After locating the line with "PartialEq, Eq, Serialize, Deserialize)]" in the data that follows, return it and every later line exactly, up to and including the line with "pub struct TrackerSnapshot".

──────── Provided data

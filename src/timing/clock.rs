//! Latency clocks
//!
//! A clock returns a monotonically increasing reading; the tracker takes the
//! difference between two readings around an invocation as its latency.

use std::sync::Arc;
use std::time::{Duration, Instant};
use serde::{Deserialize, Serialize};
use crate::Result;

/// Source of time readings used for latency measurement
pub trait Clock: Send + Sync {
    /// Short name used as key for recorded samples
    fn name(&self) -> &'static str;

    /// Current reading, relative to an arbitrary fixed origin
    fn now(&self) -> Duration;
}

/// Wall-clock time based on the monotonic [`Instant`]
#[derive(Debug, Clone)]
pub struct SystemClock {
    origin: Instant,
}

impl SystemClock {
    pub fn new() -> Self {
        Self {
            origin: Instant::now(),
        }
    }
}

impl Default for SystemClock {
    fn default() -> Self {
        Self::new()
    }
}

impl Clock for SystemClock {
    fn name(&self) -> &'static str {
        "system"
    }

    fn now(&self) -> Duration {
        self.origin.elapsed()
    }
}

/// CPU time consumed by the calling thread
///
/// Readings are per thread, so start and stop must be taken on the same
/// thread. Runners always invoke on the worker's own thread.
#[cfg(unix)]
#[derive(Debug, Clone, Default)]
pub struct ThreadCpuClock;

#[cfg(unix)]
impl Clock for ThreadCpuClock {
    fn name(&self) -> &'static str {
        "thread-cpu"
    }

    fn now(&self) -> Duration {
        // SAFETY: timespec is plain data; all-zero is a valid value.
        let mut ts: libc::timespec = unsafe { std::mem::zeroed() };
        // SAFETY: `ts` is a valid, writable timespec for the duration of the call.
        let rc = unsafe { libc::clock_gettime(libc::CLOCK_THREAD_CPUTIME_ID, &mut ts) };
        if rc != 0 {
            return Duration::ZERO;
        }
        Duration::new(ts.tv_sec as u64, ts.tv_nsec as u32)
    }
}

/// Serializable clock selector used in [`crate::ExecutionConfig`]
#[derive(Debug, Clone, Copy, PartialEq, Eq, Serialize, Deserialize)]
#[serde(rename_all = "kebab-case")]
pub enum ClockKind {
    /// Elapsed wall-clock time
    System,
    /// CPU time of the worker thread (unix only)
    ThreadCpu,
}

impl ClockKind {
    /// Instantiate the clock
    pub fn build(&self) -> Result<Arc<dyn Clock>> {
        match self {
            ClockKind::System => Ok(Arc::new(SystemClock::new())),
            #[cfg(unix)]
            ClockKind::ThreadCpu => Ok(Arc::new(ThreadCpuClock)),
            #[cfg(not(unix))]
            ClockKind::ThreadCpu => Err(crate::PerfRunError::ConfigError(
                "thread-cpu clock is only available on unix platforms".to_string(),
            )),
        }
    }
}

#[cfg(test)]
mod tests {
    use super::*;

    #[test]
    fn test_system_clock_is_monotonic() {
        let clock = SystemClock::new();
        let first = clock.now();
        std::thread::sleep(Duration::from_millis(2));
        let second = clock.now();
        assert!(second > first);
        assert_eq!(clock.name(), "system");
    }

    #[cfg(unix)]
    #[test]
    fn test_thread_cpu_clock_advances_under_load() {
        let clock = ThreadCpuClock;
        let start = clock.now();
        let mut acc = 0u64;
        for i in 0..2_000_000u64 {
            acc = acc.wrapping_mul(31).wrapping_add(i);
        }
        std::hint::black_box(acc);
        assert!(clock.now() >= start);
    }

    #[test]
    fn test_clock_kind_deserializes_kebab_case() {
        #[derive(Deserialize)]
        struct Wrapper {
            clocks: Vec<ClockKind>,
        }
        let parsed: Wrapper = toml::from_str(r#"clocks = ["system", "thread-cpu"]"#).unwrap();
        assert_eq!(parsed.clocks, vec![ClockKind::System, ClockKind::ThreadCpu]);
        assert_eq!(ClockKind::System.build().unwrap().name(), "system");
    }
}
//! Tracker snapshot data models
//!
//! Raw counts and latency sums recorded by [`crate::LatencyTracker`]. No
//! statistical evaluation happens here.

use chrono::{DateTime, Utc};
use serde::{Deserialize, Serialize};
use std::time::Duration;

/// State of a tracker at the moment tracking was stopped
#[derive(Debug, Clone, PartialEq, Serialize, Deserialize)]
pub struct TrackerSnapshot {
    /// Invoker the samples belong to
    pub invoker: String,
    /// When the warm-up period was over and recording began
    pub tracking_started_at: Option<DateTime<Utc>>,
    /// When tracking was stopped
    pub tracking_stopped_at: DateTime<Utc>,
    /// All invocations, including those during warm-up and failed ones
    pub total_invocations: u64,
    /// Invocations that failed
    pub failed_invocations: u64,
    /// One entry per configured clock
    pub clocks: Vec<ClockSummary>,
}

/// Latency samples recorded with one clock
#[derive(Debug, Clone, PartialEq, Serialize, Deserialize)]
pub struct ClockSummary {
    /// Clock name
    pub clock: String,
    /// Number of recorded invocations
    pub samples: u64,
    /// Sum of all recorded latencies
    #[serde(with = "duration_serde")]
    pub total: Duration,
    /// Largest recorded latency
    #[serde(with = "duration_serde")]
    pub max: Duration,
}

impl ClockSummary {
    /// Empty summary for the named clock
    pub fn new(clock: impl Into<String>) -> Self {
        Self {
            clock: clock.into(),
            samples: 0,
            total: Duration::ZERO,
            max: Duration::ZERO,
        }
    }

    /// Add one latency sample
    pub fn record(&mut self, latency: Duration) {
        self.samples += 1;
        self.total = self.total.saturating_add(latency);
        self.max = self.max.max(latency);
    }

    /// Arithmetic mean of the samples, zero without samples
    pub fn mean(&self) -> Duration {
        match u32::try_from(self.samples) {
            Ok(0) => Duration::ZERO,
            Ok(n) => self.total / n,
            Err(_) => Duration::from_nanos((self.total.as_nanos() / self.samples as u128) as u64),
        }
    }
}

impl TrackerSnapshot {
    /// Samples recorded with the named clock
    pub fn clock(&self, name: &str) -> Option<&ClockSummary> {
        self.clocks.iter().find(|c| c.clock == name)
    }

    /// Number of invocations recorded after the warm-up
    pub fn tracked_invocations(&self) -> u64 {
        self.clocks.first().map(|c| c.samples).unwrap_or(0)
    }
}

// Durations are stored as nanoseconds
mod duration_serde {
    use serde::{Deserialize, Deserializer, Serialize, Serializer};
    use std::time::Duration;

    pub fn serialize<S>(duration: &Duration, serializer: S) -> Result<S::Ok, S::Error>
    where
        S: Serializer,
    {
        (duration.as_nanos().min(u64::MAX as u128) as u64).serialize(serializer)
    }

    pub fn deserialize<'de, D>(deserializer: D) -> Result<Duration, D::Error>
    where
        D: Deserializer<'de>,
    {
        let nanos = u64::deserialize(deserializer)?;
        Ok(Duration::from_nanos(nanos))
    }
}

#[cfg(test)]
mod tests {
    use super::*;

    #[test]
    fn test_clock_summary_record_and_mean() {
        let mut summary = ClockSummary::new("system");
        assert_eq!(summary.mean(), Duration::ZERO);

        summary.record(Duration::from_millis(2));
        summary.record(Duration::from_millis(6));
        assert_eq!(summary.samples, 2);
        assert_eq!(summary.total, Duration::from_millis(8));
        assert_eq!(summary.max, Duration::from_millis(6));
        assert_eq!(summary.mean(), Duration::from_millis(4));
    }

    #[test]
    fn test_snapshot_json_uses_nanoseconds() {
        let mut summary = ClockSummary::new("system");
        summary.record(Duration::from_micros(3));
        let snapshot = TrackerSnapshot {
            invoker: "t".to_string(),
            tracking_started_at: None,
            tracking_stopped_at: Utc::now(),
            total_invocations: 1,
            failed_invocations: 0,
            clocks: vec![summary],
        };

        let json = serde_json::to_value(&snapshot).unwrap();
        assert_eq!(json["clocks"][0]["total"], 3000);

        let back: TrackerSnapshot = serde_json::from_value(json).unwrap();
        assert_eq!(back.tracked_invocations(), 1);
        assert_eq!(back.clock("system").unwrap().max, Duration::from_micros(3));
    }
}
//! Count-based runner

use super::{InvocationCounter, InvocationRunner, RunnerContext};
use crate::Result;

/// Executes invocations while slots of a shared counter can be claimed
pub struct CountRunner {
    context: RunnerContext,
    counter: InvocationCounter,
    executions: u64,
    closed: bool,
}

impl CountRunner {
    pub fn new(context: RunnerContext, counter: InvocationCounter) -> Self {
        Self {
            context,
            counter,
            executions: 0,
            closed: false,
        }
    }
}

impl InvocationRunner for CountRunner {
    fn run(&mut self) -> Result<()> {
        while self.counter.try_claim() {
            let index = self.executions;
            self.executions += 1;
            self.context.invoke_and_wait(index)?;
        }
        tracing::debug!(
            invoker = self.context.invoker.id(),
            executions = self.executions,
            "invocation count exhausted"
        );
        Ok(())
    }

    fn close(&mut self) {
        if !self.closed {
            self.closed = true;
            tracing::trace!(invoker = self.context.invoker.id(), "count runner closed");
        }
    }

    fn executions(&self) -> u64 {
        self.executions
    }
}

#[cfg(test)]
mod tests {
    use super::*;
    use crate::runner::testing::counting_context;
    use crate::PerfRunError;
    use std::sync::atomic::{AtomicU64, Ordering};
    use std::sync::Arc;

    #[test]
    fn test_runs_exactly_n_times() {
        let calls = Arc::new(AtomicU64::new(0));
        let mut runner = CountRunner::new(counting_context(calls.clone(), None), InvocationCounter::new(5));
        runner.run().unwrap();
        assert_eq!(calls.load(Ordering::SeqCst), 5);
        assert_eq!(runner.executions(), 5);
    }

    #[test]
    fn test_zero_invocations_returns_immediately() {
        let calls = Arc::new(AtomicU64::new(0));
        let mut runner = CountRunner::new(counting_context(calls.clone(), None), InvocationCounter::new(0));
        runner.run().unwrap();
        assert_eq!(calls.load(Ordering::SeqCst), 0);
    }

    #[test]
    fn test_failure_stops_without_consuming_more_slots() {
        let calls = Arc::new(AtomicU64::new(0));
        let counter = InvocationCounter::new(10);
        let mut runner = CountRunner::new(counting_context(calls.clone(), Some(3)), counter.clone());

        let err = runner.run().unwrap_err();
        assert!(matches!(err, PerfRunError::InvocationFailed { .. }));
        assert_eq!(calls.load(Ordering::SeqCst), 3);
        assert_eq!(counter.remaining(), 7);
    }

    #[test]
    fn test_close_is_idempotent() {
        let calls = Arc::new(AtomicU64::new(0));
        let mut runner = CountRunner::new(counting_context(calls, None), InvocationCounter::new(1));
        runner.close();
        runner.close();
        assert!(runner.closed);
    }
}
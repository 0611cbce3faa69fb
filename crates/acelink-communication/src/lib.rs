//! # acelink Communication
//!
//! Serial protocol and sequencing engine for ACE filament changers.
//! The `communication` module covers the wire format, frame assembly,
//! request dispatch and the serial link; `firmware` holds the device
//! engine, parking, tool changes and infinity spool.

pub mod communication;
pub mod firmware;

pub use communication::{
    list_ports, FrameAssembler, Link, LinkState, PortConnector, Request, RequestDispatcher,
    Response, Scheduler, SerialConnector, SerialPort, SerialPortInfo,
};

pub use firmware::ace::{
    AceCommand, AceController, AceEngine, AceStatus, ParkingOutcome, ParkingPhase, Selection,
    ToolChangeReport,
};
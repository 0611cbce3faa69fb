//! Direct device operations
//!
//! Each operation queues one request and waits for its reply. Replies with a
//! non-zero code surface as [`RequestError::Device`](acelink_core::RequestError).

use super::commands::AceCommand;
use super::controller::AceController;
use crate::communication::Response;
use acelink_core::{
    DeviceTelemetry, OperationError, Result, SlotStatus, MIN_DRYER_TEMPERATURE,
};
use serde_json::Value;
use std::time::Duration;
use tokio::time::Instant;

/// Drying duration used when none is given, in minutes
pub const DEFAULT_DRYING_DURATION: u32 = 240;

/// Pause after toggling feed assist
const FEED_ASSIST_SETTLE: Duration = Duration::from_millis(300);

/// Extra margin added to the feed and retract dwell
const MOVE_MARGIN: f64 = 0.1;

fn invalid(param: &str, reason: impl Into<String>) -> OperationError {
    OperationError::InvalidParameter {
        param: param.to_string(),
        reason: reason.into(),
    }
}

fn positive(param: &str, value: u32) -> std::result::Result<u32, OperationError> {
    if value == 0 {
        Err(invalid(param, "must be at least 1"))
    } else {
        Ok(value)
    }
}

fn move_time(length: u32, speed: u32) -> Duration {
    Duration::try_from_secs_f64(f64::from(length) / f64::from(speed.max(1)) + MOVE_MARGIN)
        .unwrap_or(Duration::ZERO)
}

impl AceController {
    /// Poll status and return the merged telemetry
    pub async fn request_status(&self) -> Result<DeviceTelemetry> {
        self.request(AceCommand::GetStatus).await?;
        Ok(self.telemetry())
    }

    /// Model and firmware information
    pub async fn device_info(&self) -> Result<Value> {
        let response = self.request(AceCommand::GetInfo).await?;
        Ok(response.result.unwrap_or_default())
    }

    /// Start the dryer
    pub async fn start_drying(&self, temp: u32, duration: u32) -> Result<()> {
        let max = self.config().max_dryer_temperature;
        if !(MIN_DRYER_TEMPERATURE..=max).contains(&temp) {
            return Err(invalid(
                "temp",
                format!("must be between {} and {}", MIN_DRYER_TEMPERATURE, max),
            )
            .into());
        }
        let duration = positive("duration", duration)?;

        self.request(AceCommand::Drying { temp, duration }).await?;
        tracing::info!("Drying started at {}°C for {} minutes", temp, duration);
        Ok(())
    }

    /// Stop the dryer
    pub async fn stop_drying(&self) -> Result<()> {
        self.request(AceCommand::DryingStop).await?;
        tracing::info!("Drying stopped");
        Ok(())
    }

    /// Enable feed assist on a slot
    pub async fn enable_feed_assist(&self, index: u8) -> Result<()> {
        let index = Self::check_slot(index)?;
        self.request(AceCommand::StartFeedAssist { index }).await?;
        self.inner.engine.lock().set_feed_assist_slot(Some(index));
        tracing::info!("Feed assist enabled for slot {}", index);
        self.inner.hooks.dwell(FEED_ASSIST_SETTLE).await;
        Ok(())
    }

    /// Disable feed assist; defaults to the slot it was last enabled on
    pub async fn disable_feed_assist(&self, index: Option<u8>) -> Result<()> {
        let index = match index.or_else(|| self.feed_assist_slot()) {
            Some(index) => Self::check_slot(index)?,
            None => return Err(invalid("index", "no slot has feed assist enabled").into()),
        };

        self.request(AceCommand::StopFeedAssist { index }).await?;
        self.inner.engine.lock().set_feed_assist_slot(None);
        tracing::info!("Feed assist disabled for slot {}", index);
        self.inner.hooks.dwell(FEED_ASSIST_SETTLE).await;
        Ok(())
    }

    /// Start parking a slot without waiting for it to finish
    ///
    /// Refused while a tool change or infinity-spool sequence runs, since
    /// the sequence waits on the parking supervisor's outcome.
    pub fn park_to_toolhead(&self, index: u8) -> Result<()> {
        let index = Self::check_slot(index)?;
        let Ok(_sequence) = self.inner.sequence.try_lock() else {
            return Err(OperationError::SequenceRunning.into());
        };
        let mut engine = self.inner.engine.lock();

        if let Some(session) = engine.parking().session() {
            return Err(OperationError::Busy { slot: session.slot }.into());
        }
        let status = engine.telemetry().slot_status(index);
        if status != SlotStatus::Ready {
            return Err(OperationError::SlotNotReady {
                slot: index,
                status: status.to_string(),
            }
            .into());
        }

        engine.start_parking(index, Instant::now())?;
        Ok(())
    }

    /// Feed filament; speed defaults to `feed_speed`
    pub async fn feed(&self, index: u8, length: u32, speed: Option<u32>) -> Result<()> {
        let index = Self::check_slot(index)?;
        let length = positive("length", length)?;
        let speed = positive("speed", speed.unwrap_or(self.config().feed_speed))?;

        self.request(AceCommand::FeedFilament {
            index,
            length,
            speed,
        })
        .await?;
        self.inner.hooks.dwell(move_time(length, speed)).await;
        Ok(())
    }

    /// Change the speed of a running feed
    pub async fn update_feeding_speed(&self, index: u8, speed: u32) -> Result<()> {
        let index = Self::check_slot(index)?;
        let speed = positive("speed", speed)?;
        self.request(AceCommand::UpdateFeedingSpeed { index, speed })
            .await?;
        Ok(())
    }

    /// Abort a running feed
    pub async fn stop_feed(&self, index: u8) -> Result<()> {
        let index = Self::check_slot(index)?;
        self.request(AceCommand::StopFeedFilament { index }).await?;
        tracing::info!("Feed stopped for slot {}", index);
        Ok(())
    }

    /// Retract filament; speed and mode default to configuration
    pub async fn retract(
        &self,
        index: u8,
        length: u32,
        speed: Option<u32>,
        mode: Option<u8>,
    ) -> Result<()> {
        let index = Self::check_slot(index)?;
        let length = positive("length", length)?;
        let speed = positive("speed", speed.unwrap_or(self.config().retract_speed))?;
        let mode = mode.unwrap_or(self.config().retract_mode);
        if mode > 1 {
            return Err(invalid("mode", "must be 0 (normal) or 1 (enhanced)").into());
        }

        self.request(AceCommand::UnwindFilament {
            index,
            length,
            speed,
            mode,
        })
        .await?;
        self.inner.hooks.dwell(move_time(length, speed)).await;
        Ok(())
    }

    /// Change the speed of a running retract
    pub async fn update_retract_speed(&self, index: u8, speed: u32) -> Result<()> {
        let index = Self::check_slot(index)?;
        let speed = positive("speed", speed)?;
        self.request(AceCommand::UpdateUnwindingSpeed { index, speed })
            .await?;
        Ok(())
    }

    /// Abort a running retract
    pub async fn stop_retract(&self, index: u8) -> Result<()> {
        let index = Self::check_slot(index)?;
        self.request(AceCommand::StopUnwindFilament { index })
            .await?;
        tracing::info!("Retract stopped for slot {}", index);
        Ok(())
    }

    /// RFID information for the spool in a slot
    pub async fn filament_info(&self, index: u8) -> Result<Value> {
        let index = Self::check_slot(index)?;
        let response = self.request(AceCommand::GetFilamentInfo { index }).await?;
        Ok(response.result.unwrap_or_default())
    }

    /// Send any method and return the reply as is, whatever its code
    pub async fn raw_request(&self, method: &str, params: Option<Value>) -> Result<Response> {
        if method.trim().is_empty() {
            return Err(invalid("method", "must not be empty").into());
        }
        self.exchange(AceCommand::Raw {
            method: method.to_string(),
            params,
        })
        .await
    }
}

────────────────

(Reply to the task)
#[derive(Debug, Clone, Copy, PartialEq, Eq, Serialize, Deserialize)]
#[serde(rename_all = "kebab-case")]
pub enum ClockKind {
    /// Elapsed wall-clock time
    System,
    /// CPU time of the worker thread (unix only)
    ThreadCpu,
}

impl ClockKind {
    /// Instantiate the clock
    pub fn build(&self) -> Result<Arc<dyn Clock>> {
        match self {
            ClockKind::System => Ok(Arc::new(SystemClock::new())),
            #[cfg(unix)]
            ClockKind::ThreadCpu => Ok(Arc::new(ThreadCpuClock)),
            #[cfg(not(unix))]
            ClockKind::ThreadCpu => Err(crate::PerfRunError::ConfigError(
                "thread-cpu clock is only available on unix platforms".to_string(),
            )),
        }
    }
}

#[cfg(test)]
mod tests {
    use super::*;

    #[test]
    fn test_system_clock_is_monotonic() {
        let clock = SystemClock::new();
        let first = clock.now();
        std::thread::sleep(Duration::from_millis(2));
        let second = clock.now();
        assert!(second > first);
        assert_eq!(clock.name(), "system");
    }

    #[cfg(unix)]
    #[test]
    fn test_thread_cpu_clock_advances_under_load() {
        let clock = ThreadCpuClock;
        let start = clock.now();
        let mut acc = 0u64;
        for i in 0..2_000_000u64 {
            acc = acc.wrapping_mul(31).wrapping_add(i);
        }
        std::hint::black_box(acc);
        assert!(clock.now() >= start);
    }

    #[test]
    fn test_clock_kind_deserializes_kebab_case() {
        #[derive(Deserialize)]
        struct Wrapper {
            clocks: Vec<ClockKind>,
        }
        let parsed: Wrapper = toml::from_str(r#"clocks = ["system", "thread-cpu"]"#).unwrap();
        assert_eq!(parsed.clocks, vec![ClockKind::System, ClockKind::ThreadCpu]);
        assert_eq!(ClockKind::System.build().unwrap().name(), "system");
    }
}
//! Tracker snapshot data models
//!
//! Raw counts and latency sums recorded by [`crate::LatencyTracker`]. No
//! statistical evaluation happens here.

use chrono::{DateTime, Utc};
use serde::{Deserialize, Serialize};
use std::time::Duration;

/// State of a tracker at the moment tracking was stopped
#[derive(Debug, Clone, PartialEq, Serialize, Deserialize)]
pub struct TrackerSnapshot {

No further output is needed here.